Feb 12, 2013

Saturday: Roger Corman's THE TRIP at 92Y Tribeca

Here's another trip available for your first Curating paper. 

Note that this screening has 3 layers of curatorial imprimatur:
1. Not Coming to a Theater Near You
           It/they/s/he declares "a bias towards older, often unpopular, and sometimes unknown films that merit a second look."  Its audience: "those who find an impotent similarity" in new releases at theaters and video stores.

2. 92YTribeca
          A screening venue at 200 Hudson Street in Tribeca (not 92nd Street). Dedicated to "inspire a diverse community of young people," including artists, educators, and "sports enthusiasts." [?!] It's part of the Y (below) and not he Tribeca Film Institute or Tribeca Film Festival.

3. The 92nd Street Y, a "community and cultural center that connects people at every stage of life to the worlds of education, the arts, health and wellness, and Jewish life." Originally the Young Men's (and Women's) Hebrew Association. 

---------- Forwarded message ----------
From: NotComing.com <news@notcoming.com

Saturday, Feburary 16th at 7:00PM
NotComing.com at 92YTribeca:

Roger Corman's The Trip

In its semi-serious warning-label preface, Roger Corman's The Trip describes itself as "a shocking commentary on a prevalent trend of our time," but this 1967 psychsploitation classic is also both a quick-and-dirty cash-in on the LSD craze and a seemingly earnest film about lysergic mind-expansion. Scripted by Jack Nicholson, the film follows Peter Fonda, playing a slick, young TV commercial director, as he tries to shed his hang-ups by turning on for the first time. Helped along on his journey by the usual late-60s Hollywood rogue's gallery, including Bruce Dern as Fonda's bearded, friendly-creepy "guide," and Dennis Hopper as the local hippie acid connection, the results are alternately groovy and nightmarish: gorgeous, perfume-ad-ready vistas of the California coast, in-camera kaleidoscope effects and the spastic delirium of the Sunset Strip. Scored with majestic SoCal psych-pop from Mike Bloomfield and the Electric Flag, The Trip is a masterpiece of Cormanesque economy, featuring scene shot guerilla-style in a packed Whisky-a-Go-Go, and second-unit directing by Hopper and Fonda (which led directly to their collaboration on Easy Rider the next year). Is this a cautionary tale, or an LSD endorsement? Whatever, man.
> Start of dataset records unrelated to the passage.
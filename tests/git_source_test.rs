//! Integration tests for the git2-backed VCS source.

mod common;

use changelog_ai::git::{GitSource, VcsSource, is_repository, select_recent};
use changelog_ai::pipeline::{ChangelogRequest, Mode, generate_changelog};
use changelog_ai::{IgnoreRules, Provider, ProviderConfig};
use common::{DAY, JAN_1_2024, StubCompleter, TestRepo};

/// v1.0.0 on the first commit, v1.1.0 three commits later.
fn release_repo() -> TestRepo {
    let repo = TestRepo::new();
    let base = repo.commit_at("initial import", "src/lib.rs", "fn a() {}\n", JAN_1_2024);
    repo.tag_lightweight("v1.0.0", base);

    repo.commit_at(
        "feat: add export",
        "src/export.rs",
        "pub fn export() {}\n",
        JAN_1_2024 + DAY,
    );
    repo.commit_at(
        "docs: update changelog",
        "CHANGELOG.md",
        "# Changelog\n",
        JAN_1_2024 + 2 * DAY,
    );
    let head = repo.commit_at(
        "fix: handle empty input",
        "src/lib.rs",
        "fn a() { if true {} }\n",
        JAN_1_2024 + 4 * DAY,
    );
    repo.tag_lightweight("v1.1.0", head);

    repo
}

#[test]
fn test_commits_between_is_newest_first() {
    let repo = release_repo();
    let source = GitSource::open(repo.path()).unwrap();

    let commits = source.commits_between("v1.0.0", "v1.1.0").unwrap();
    let messages: Vec<&str> = commits.iter().map(|c| c.message.as_str()).collect();

    assert_eq!(
        messages,
        vec!["fix: handle empty input", "docs: update changelog", "feat: add export"]
    );
    assert_eq!(commits[0].date, "2024-01-05");
    assert_eq!(commits[2].date, "2024-01-02");
    assert_eq!(commits[0].author, "Test User");
    assert_eq!(commits[0].hash.len(), 40);
}

#[test]
fn test_identical_refs_have_no_commits() {
    let repo = release_repo();
    let source = GitSource::open(repo.path()).unwrap();

    assert!(source.commits_between("v1.0.0", "v1.0.0").unwrap().is_empty());
}

#[test]
fn test_changed_files_include_ignored_paths() {
    let repo = release_repo();
    let source = GitSource::open(repo.path()).unwrap();

    let mut files = source.changed_files("v1.0.0", "v1.1.0").unwrap();
    files.sort();

    assert_eq!(files, vec!["CHANGELOG.md", "src/export.rs", "src/lib.rs"]);
}

#[test]
fn test_diff_is_scoped_to_given_files() {
    let repo = release_repo();
    let source = GitSource::open(repo.path()).unwrap();
    let files = vec!["src/lib.rs".to_string()];

    let diff = source.diff_text("v1.0.0", "v1.1.0", &files).unwrap();
    assert!(diff.contains("+fn a() { if true {} }"));
    assert!(diff.contains("-fn a() {}"));
    assert!(!diff.contains("export"));

    let stat = source.diff_stat("v1.0.0", "v1.1.0", &files).unwrap();
    assert!(stat.contains("src/lib.rs"));
    assert!(stat.contains("1 file changed"));
    assert!(!stat.contains("CHANGELOG.md"));
}

#[test]
fn test_empty_file_list_gives_empty_diff() {
    let repo = release_repo();
    let source = GitSource::open(repo.path()).unwrap();

    assert_eq!(source.diff_text("v1.0.0", "v1.1.0", &[]).unwrap(), "");
    assert_eq!(source.diff_stat("v1.0.0", "v1.1.0", &[]).unwrap(), "");
}

#[test]
fn test_diff_line_cap() {
    let repo = TestRepo::new();
    let base = repo.commit_at("initial", "data.txt", "", JAN_1_2024);
    repo.tag_lightweight("start", base);
    let body: String = (0..50).map(|i| format!("line {}\n", i)).collect();
    let head = repo.commit_at("add data", "data.txt", &body, JAN_1_2024 + DAY);
    repo.tag_lightweight("end", head);

    let source = GitSource::open(repo.path()).unwrap().with_max_diff_lines(10);
    let diff = source
        .diff_text("start", "end", &["data.txt".to_string()])
        .unwrap();

    assert!(diff.contains("... (diff too long, truncated, total"));
    assert!(!diff.contains("+line 49"));
}

#[test]
fn test_list_tags_newest_first() {
    let repo = TestRepo::new();
    let first = repo.commit_at("one", "a.txt", "1", JAN_1_2024);
    let second = repo.commit_at("two", "a.txt", "2", JAN_1_2024 + DAY);
    let third = repo.commit_at("three", "a.txt", "3", JAN_1_2024 + 2 * DAY);

    repo.tag_lightweight("v0.1.0", first);
    repo.tag_lightweight("v0.3.0", third);
    // Annotated tags are dated by the tagger, not the commit
    repo.tag_annotated_at("v0.2.0", second, JAN_1_2024 + 10 * DAY);

    let source = GitSource::open(repo.path()).unwrap();
    let tags = source.list_tags().unwrap();

    let names: Vec<&str> = tags.iter().map(|t| t.name.as_str()).collect();
    assert_eq!(names, vec!["v0.2.0", "v0.3.0", "v0.1.0"]);
    assert_eq!(tags[0].date, "2024-01-11");
    assert_eq!(tags[2].date, "2024-01-01");

    let (from, to) = select_recent(&tags, 2).unwrap();
    assert_eq!(from.name, "v0.3.0");
    assert_eq!(to.name, "v0.2.0");
}

#[test]
fn test_ci_tag_uses_embedded_timestamp() {
    let repo = TestRepo::new();
    let oid = repo.commit_at("build", "a.txt", "1", JAN_1_2024);
    repo.tag_lightweight("web-rc_ci_202403151045", oid);

    let source = GitSource::open(repo.path()).unwrap();
    let tags = source.list_tags().unwrap();

    assert_eq!(tags[0].date, "2024-03-15 10:45");
}

#[test]
fn test_ref_exists() {
    let repo = release_repo();
    let source = GitSource::open(repo.path()).unwrap();

    assert!(source.ref_exists("v1.0.0"));
    assert!(source.ref_exists("HEAD"));
    assert!(!source.ref_exists("v9.9.9"));
}

#[test]
fn test_is_repository() {
    let repo = release_repo();
    assert!(is_repository(repo.path()));

    let plain = tempfile::tempdir().unwrap();
    assert!(!is_repository(plain.path()));
}

#[tokio::test]
async fn test_basic_changelog_from_real_repository() {
    let repo = release_repo();
    let source = GitSource::open(repo.path()).unwrap();
    let completer = StubCompleter::failing();

    let request = ChangelogRequest {
        from_ref: "v1.0.0".to_string(),
        to_ref: "v1.1.0".to_string(),
        mode: Mode::Basic,
        verbose: false,
        provider: ProviderConfig::new(Provider::Gemini),
        ignore: IgnoreRules::with_defaults(&[]).unwrap(),
    };

    let mut diagnostics = Vec::new();
    let doc = generate_changelog(&source, &completer, &request, &mut diagnostics)
        .await
        .unwrap();

    assert!(doc.starts_with(
        "# Changelog\n\n**v1.0.0 → v1.1.0**\n\n📅 Change period: 2024-01-02 ~ 2024-01-05\n\n"
    ));
    assert!(doc.contains("## ✨ New Features\n\n- Add export"));
    assert!(doc.contains("## 🐛 Bug Fixes\n\n- Handle empty input"));
    assert!(doc.contains("## 📝 Documentation\n\n- Update changelog"));
    // CHANGELOG.md is ignored, so only two files count
    assert!(doc.contains("**Change stats**: 3 changes across 2 files"));
    assert!(!doc.contains("CHANGELOG.md |"));
    assert_eq!(completer.calls(), 0);
}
Director: Roger Corman. 85 mins. 1967. 35mm.

Ticket Price: $12, Film Club Member: $8



Not Coming to a Theater Near You began as a printed column in 1998, was published in varying capacities, and arrived at its current form as this web site (launched in October 2001). If not discerned in its title, this site assumes a bias towards older, often unpopular, and sometimes unknown films that merit a second look. This site caters specifically to those who find an impotent similarity in the "New Releases" section of a video store and whatever's "coming to a theater near you."

Facebook/notcoming / Twitter.com/NotComing


92YTribeca is the 92nd Street Y's exciting new arts and entertainment venue located at 200 Hudson Street at the corner of Canal and Hudson Streets in New York City.

As part of the 92nd Street Y, our mission downtown is to bring together and inspire a diverse community of young people from New York City and beyond, including musicians, artists, filmmakers, performers, writers, educators, humorists, directors, speakers, sports enthusiasts and many others.